◆ **Collected data entries**:
================================
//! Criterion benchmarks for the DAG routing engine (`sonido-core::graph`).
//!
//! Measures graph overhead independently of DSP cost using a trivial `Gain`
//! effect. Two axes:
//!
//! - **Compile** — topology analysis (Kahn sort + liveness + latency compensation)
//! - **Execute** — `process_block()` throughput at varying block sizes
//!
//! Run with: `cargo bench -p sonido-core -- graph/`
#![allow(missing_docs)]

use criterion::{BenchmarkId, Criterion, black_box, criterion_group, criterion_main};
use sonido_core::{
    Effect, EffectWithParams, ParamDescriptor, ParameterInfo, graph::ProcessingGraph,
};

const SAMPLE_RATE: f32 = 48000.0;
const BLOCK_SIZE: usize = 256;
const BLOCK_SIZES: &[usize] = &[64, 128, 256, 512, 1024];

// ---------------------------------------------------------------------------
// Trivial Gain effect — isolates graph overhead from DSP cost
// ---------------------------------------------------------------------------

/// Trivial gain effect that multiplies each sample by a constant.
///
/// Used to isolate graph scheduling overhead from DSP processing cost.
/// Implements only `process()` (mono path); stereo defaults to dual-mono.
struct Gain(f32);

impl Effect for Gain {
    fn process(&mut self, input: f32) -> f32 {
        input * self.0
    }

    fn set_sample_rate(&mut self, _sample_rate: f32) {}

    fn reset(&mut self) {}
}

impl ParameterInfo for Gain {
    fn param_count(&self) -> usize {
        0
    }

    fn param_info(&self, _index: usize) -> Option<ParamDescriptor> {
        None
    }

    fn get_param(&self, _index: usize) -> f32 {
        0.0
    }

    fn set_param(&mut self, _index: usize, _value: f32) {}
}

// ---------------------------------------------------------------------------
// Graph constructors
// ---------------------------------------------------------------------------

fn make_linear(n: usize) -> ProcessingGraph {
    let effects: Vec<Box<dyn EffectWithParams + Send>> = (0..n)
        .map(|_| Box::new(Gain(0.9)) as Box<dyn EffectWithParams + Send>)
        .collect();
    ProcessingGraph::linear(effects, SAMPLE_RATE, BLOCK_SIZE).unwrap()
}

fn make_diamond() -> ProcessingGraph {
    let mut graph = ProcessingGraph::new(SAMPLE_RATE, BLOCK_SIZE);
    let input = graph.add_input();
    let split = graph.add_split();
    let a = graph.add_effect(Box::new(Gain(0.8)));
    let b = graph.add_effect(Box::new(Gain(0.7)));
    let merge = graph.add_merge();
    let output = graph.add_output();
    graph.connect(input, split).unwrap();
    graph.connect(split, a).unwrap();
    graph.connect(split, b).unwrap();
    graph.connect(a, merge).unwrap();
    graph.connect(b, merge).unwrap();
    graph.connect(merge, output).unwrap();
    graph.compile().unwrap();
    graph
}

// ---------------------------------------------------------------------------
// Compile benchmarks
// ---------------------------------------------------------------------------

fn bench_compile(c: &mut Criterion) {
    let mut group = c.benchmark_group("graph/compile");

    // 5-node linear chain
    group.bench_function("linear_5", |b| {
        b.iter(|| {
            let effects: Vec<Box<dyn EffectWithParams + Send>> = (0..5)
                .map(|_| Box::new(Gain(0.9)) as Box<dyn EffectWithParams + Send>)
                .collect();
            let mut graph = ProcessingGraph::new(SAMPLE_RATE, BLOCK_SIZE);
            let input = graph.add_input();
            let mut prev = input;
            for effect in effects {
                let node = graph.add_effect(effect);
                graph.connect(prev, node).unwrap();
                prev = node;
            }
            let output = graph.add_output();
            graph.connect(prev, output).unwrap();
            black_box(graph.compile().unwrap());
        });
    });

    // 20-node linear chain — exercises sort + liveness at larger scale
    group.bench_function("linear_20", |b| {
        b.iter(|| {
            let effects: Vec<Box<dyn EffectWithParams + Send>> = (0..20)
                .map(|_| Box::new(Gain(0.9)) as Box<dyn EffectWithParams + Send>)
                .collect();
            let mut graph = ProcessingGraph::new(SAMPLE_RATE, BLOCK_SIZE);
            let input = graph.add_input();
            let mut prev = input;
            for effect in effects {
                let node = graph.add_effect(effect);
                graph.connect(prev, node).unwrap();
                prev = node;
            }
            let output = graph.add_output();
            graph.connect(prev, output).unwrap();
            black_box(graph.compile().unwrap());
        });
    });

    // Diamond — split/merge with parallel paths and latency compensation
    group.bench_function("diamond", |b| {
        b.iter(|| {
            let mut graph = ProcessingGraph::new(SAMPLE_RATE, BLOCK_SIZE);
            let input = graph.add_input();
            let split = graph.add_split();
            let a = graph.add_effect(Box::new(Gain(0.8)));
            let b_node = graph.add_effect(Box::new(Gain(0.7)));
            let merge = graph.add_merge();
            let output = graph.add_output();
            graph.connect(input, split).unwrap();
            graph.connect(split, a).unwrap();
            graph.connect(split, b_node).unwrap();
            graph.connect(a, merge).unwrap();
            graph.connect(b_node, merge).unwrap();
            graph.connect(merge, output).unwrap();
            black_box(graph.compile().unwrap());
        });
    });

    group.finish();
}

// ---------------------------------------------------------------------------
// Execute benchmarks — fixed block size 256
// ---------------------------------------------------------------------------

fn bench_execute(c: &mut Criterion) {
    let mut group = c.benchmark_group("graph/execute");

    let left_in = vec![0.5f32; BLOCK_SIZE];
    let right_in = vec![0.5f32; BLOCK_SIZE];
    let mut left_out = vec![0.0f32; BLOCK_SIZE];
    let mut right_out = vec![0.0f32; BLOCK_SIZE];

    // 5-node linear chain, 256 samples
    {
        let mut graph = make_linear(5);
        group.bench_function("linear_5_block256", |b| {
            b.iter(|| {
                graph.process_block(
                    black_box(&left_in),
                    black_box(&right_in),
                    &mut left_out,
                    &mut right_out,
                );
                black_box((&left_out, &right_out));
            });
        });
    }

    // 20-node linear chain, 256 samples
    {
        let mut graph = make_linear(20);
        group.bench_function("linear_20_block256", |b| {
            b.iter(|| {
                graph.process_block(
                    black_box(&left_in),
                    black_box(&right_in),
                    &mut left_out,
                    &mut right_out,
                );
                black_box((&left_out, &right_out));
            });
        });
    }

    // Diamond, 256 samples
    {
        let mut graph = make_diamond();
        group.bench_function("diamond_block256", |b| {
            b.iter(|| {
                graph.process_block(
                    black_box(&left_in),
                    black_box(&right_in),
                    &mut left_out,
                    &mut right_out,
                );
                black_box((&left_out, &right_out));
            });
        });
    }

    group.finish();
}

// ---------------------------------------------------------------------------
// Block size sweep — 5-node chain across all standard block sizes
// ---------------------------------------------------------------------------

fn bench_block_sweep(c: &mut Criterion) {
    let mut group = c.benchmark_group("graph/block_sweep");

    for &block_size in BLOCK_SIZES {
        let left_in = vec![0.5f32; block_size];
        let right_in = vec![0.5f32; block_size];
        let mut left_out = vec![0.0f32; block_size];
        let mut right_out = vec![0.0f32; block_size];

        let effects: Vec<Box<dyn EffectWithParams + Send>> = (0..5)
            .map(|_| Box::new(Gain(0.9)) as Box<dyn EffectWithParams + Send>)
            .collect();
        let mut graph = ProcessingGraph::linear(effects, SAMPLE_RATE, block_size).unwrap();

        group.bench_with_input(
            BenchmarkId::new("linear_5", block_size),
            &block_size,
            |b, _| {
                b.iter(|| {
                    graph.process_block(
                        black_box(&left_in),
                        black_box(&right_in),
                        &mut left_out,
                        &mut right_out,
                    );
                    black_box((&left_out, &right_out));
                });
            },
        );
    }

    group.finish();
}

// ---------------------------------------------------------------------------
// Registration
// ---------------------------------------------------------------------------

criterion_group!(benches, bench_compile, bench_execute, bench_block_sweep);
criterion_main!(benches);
================================
◆ **WHAT THIS TASK INVOLVES**:
Print all the entries above. Keep each one exact.

◆ **OUTPUT BELOW**:
//! Criterion benchmarks for the DAG routing engine (`sonido-core::graph`).
//!
//! Measures graph overhead independently of DSP cost using a trivial `Gain`
//! effect. Two axes:
//!
//! - **Compile** — topology analysis (Kahn sort + liveness + latency compensation)
//! - **Execute** — `process_block()` throughput at varying block sizes
//!
//! Run with: `cargo bench -p sonido-core -- graph/`
#![allow(missing_docs)]

use criterion::{BenchmarkId, Criterion, black_box, criterion_group, criterion_main};
use sonido_core::{
    Effect, EffectWithParams, ParamDescriptor, ParameterInfo, graph::ProcessingGraph,
};

const SAMPLE_RATE: f32 = 48000.0;
const BLOCK_SIZE: usize = 256;
const BLOCK_SIZES: &[usize] = &[64, 128, 256, 512, 1024];

// ---------------------------------------------------------------------------
// Trivial Gain effect — isolates graph overhead from DSP cost
// ---------------------------------------------------------------------------

/// Trivial gain effect that multiplies each sample by a constant.
///
/// Used to isolate graph scheduling overhead from DSP processing cost.
/// Implements only `process()` (mono path); stereo defaults to dual-mono.
struct Gain(f32);

impl Effect for Gain {
    fn process(&mut self, input: f32) -> f32 {
        input * self.0
    }

    fn set_sample_rate(&mut self, _sample_rate: f32) {}

    fn reset(&mut self) {}
}

impl ParameterInfo for Gain {
    fn param_count(&self) -> usize {
        0
    }

    fn param_info(&self, _index: usize) -> Option<ParamDescriptor> {
        None
    }

    fn get_param(&self, _index: usize) -> f32 {
        0.0
    }

    fn set_param(&mut self, _index: usize, _value: f32) {}
}

// ---------------------------------------------------------------------------
// Graph constructors
// ---------------------------------------------------------------------------

fn make_linear(n: usize) -> ProcessingGraph {
    let effects: Vec<Box<dyn EffectWithParams + Send>> = (0..n)
        .map(|_| Box::new(Gain(0.9)) as Box<dyn EffectWithParams + Send>)
        .collect();
    ProcessingGraph::linear(effects, SAMPLE_RATE, BLOCK_SIZE).unwrap()
}

fn make_diamond() -> ProcessingGraph {
    let mut graph = ProcessingGraph::new(SAMPLE_RATE, BLOCK_SIZE);
    let input = graph.add_input();
    let split = graph.add_split();
    let a = graph.add_effect(Box::new(Gain(0.8)));
    let b = graph.add_effect(Box::new(Gain(0.7)));
    let merge = graph.add_merge();
    let output = graph.add_output();
    graph.connect(input, split).unwrap();
    graph.connect(split, a).unwrap();
    graph.connect(split, b).unwrap();
    graph.connect(a, merge).unwrap();
    graph.connect(b, merge).unwrap();
    graph.connect(merge, output).unwrap();
    graph.compile().unwrap();
    graph
}

// ---------------------------------------------------------------------------
// Compile benchmarks
// ---------------------------------------------------------------------------

fn bench_compile(c: &mut Criterion) {
    let mut group = c.benchmark_group("graph/compile");

    // 5-node linear chain
    group.bench_function("linear_5", |b| {
        b.iter(|| {
            let effects: Vec<Box<dyn EffectWithParams + Send>> = (0..5)
                .map(|_| Box::new(Gain(0.9)) as Box<dyn EffectWithParams + Send>)
                .collect();
            let mut graph = ProcessingGraph::new(SAMPLE_RATE, BLOCK_SIZE);
            let input = graph.add_input();
            let mut prev = input;
            for effect in effects {
                let node = graph.add_effect(effect);
                graph.connect(prev, node).unwrap();
                prev = node;
            }
            let output = graph.add_output();
            graph.connect(prev, output).unwrap();
            black_box(graph.compile().unwrap());
        });
    });

    // 20-node linear chain — exercises sort + liveness at larger scale
    group.bench_function("linear_20", |b| {
        b.iter(|| {
            let effects: Vec<Box<dyn EffectWithParams + Send>> = (0..20)
                .map(|_| Box::new(Gain(0.9)) as Box<dyn EffectWithParams + Send>)
                .collect();
            let mut graph = ProcessingGraph::new(SAMPLE_RATE, BLOCK_SIZE);
            let input = graph.add_input();
            let mut prev = input;
            for effect in effects {
                let node = graph.add_effect(effect);
                graph.connect(prev, node).unwrap();
                prev = node;
            }
            let output = graph.add_output();
            graph.connect(prev, output).unwrap();
            black_box(graph.compile().unwrap());
        });
    });

    // Diamond — split/merge with parallel paths and latency compensation
    group.bench_function("diamond", |b| {
        b.iter(|| {
            let mut graph = ProcessingGraph::new(SAMPLE_RATE, BLOCK_SIZE);
            let input = graph.add_input();
            let split = graph.add_split();
            let a = graph.add_effect(Box::new(Gain(0.8)));
            let b_node = graph.add_effect(Box::new(Gain(0.7)));
            let merge = graph.add_merge();
            let output = graph.add_output();
            graph.connect(input, split).unwrap();
            graph.connect(split, a).unwrap();
            graph.connect(split, b_node).unwrap();
            graph.connect(a, merge).unwrap();
            graph.connect(b_node, merge).unwrap();
            graph.connect(merge, output).unwrap();
            black_box(graph.compile().unwrap());
        });
    });

    group.finish();
}

// ---------------------------------------------------------------------------
// Execute benchmarks — fixed block size 256
// ---------------------------------------------------------------------------

fn bench_execute(c: &mut Criterion) {
    let mut group = c.benchmark_group("graph/execute");

    let left_in = vec![0.5f32; BLOCK_SIZE];
    let right_in = vec![0.5f32; BLOCK_SIZE];
    let mut left_out = vec![0.0f32; BLOCK_SIZE];
    let mut right_out = vec![0.0f32; BLOCK_SIZE];

    // 5-node linear chain, 256 samples
    {
        let mut graph = make_linear(5);
        group.bench_function("linear_5_block256", |b| {
            b.iter(|| {
                graph.process_block(
                    black_box(&left_in),
                    black_box(&right_in),
                    &mut left_out,
                    &mut right_out,
                );
                black_box((&left_out, &right_out));
            });
        });
    }

    // 20-node linear chain, 256 samples
    {
        let mut graph = make_linear(20);
        group.bench_function("linear_20_block256", |b| {
            b.iter(|| {
                graph.process_block(
                    black_box(&left_in),
                    black_box(&right_in),
                    &mut left_out,
                    &mut right_out,
                );
                black_box((&left_out, &right_out));
            });
        });
    }

    // Diamond, 256 samples
    {
        let mut graph = make_diamond();
        group.bench_function("diamond_block256", |b| {
            b.iter(|| {
                graph.process_block(
                    black_box(&left_in),
                    black_box(&right_in),
                    &mut left_out,
                    &mut right_out,
                );
                black_box((&left_out, &right_out));
            });
        });
    }

    group.finish();
}

// ---------------------------------------------------------------------------
// Block size sweep — 5-node chain across all standard block sizes
// ---------------------------------------------------------------------------

fn bench_block_sweep(c: &mut Criterion) {
    let mut group = c.benchmark_group("graph/block_sweep");

    for &block_size in BLOCK_SIZES {
        let left_in = vec![0.5f32; block_size];
        let right_in = vec![0.5f32; block_size];
        let mut left_out = vec![0.0f32; block_size];
        let mut right_out = vec![0.0f32; block_size];

        let effects: Vec<Box<dyn EffectWithParams + Send>> = (0..5)
            .map(|_| Box::new(Gain(0.9)) as Box<dyn EffectWithParams + Send>)
            .collect();
        let mut graph = ProcessingGraph::linear(effects, SAMPLE_RATE, block_size).unwrap();

        group.bench_with_input(
            BenchmarkId::new("linear_5", block_size),
            &block_size,
            |b, _| {
                b.iter(|| {
                    graph.process_block(
                        black_box(&left_in),
                        black_box(&right_in),
                        &mut left_out,
                        &mut right_out,
                    );
                    black_box((&left_out, &right_out));
                });
            },
        );
    }

    group.finish();
}

// ---------------------------------------------------------------------------
// Registration
// ---------------------------------------------------------------------------

criterion_group!(benches, bench_compile, bench_execute, bench_block_sweep);
criterion_main!(benches);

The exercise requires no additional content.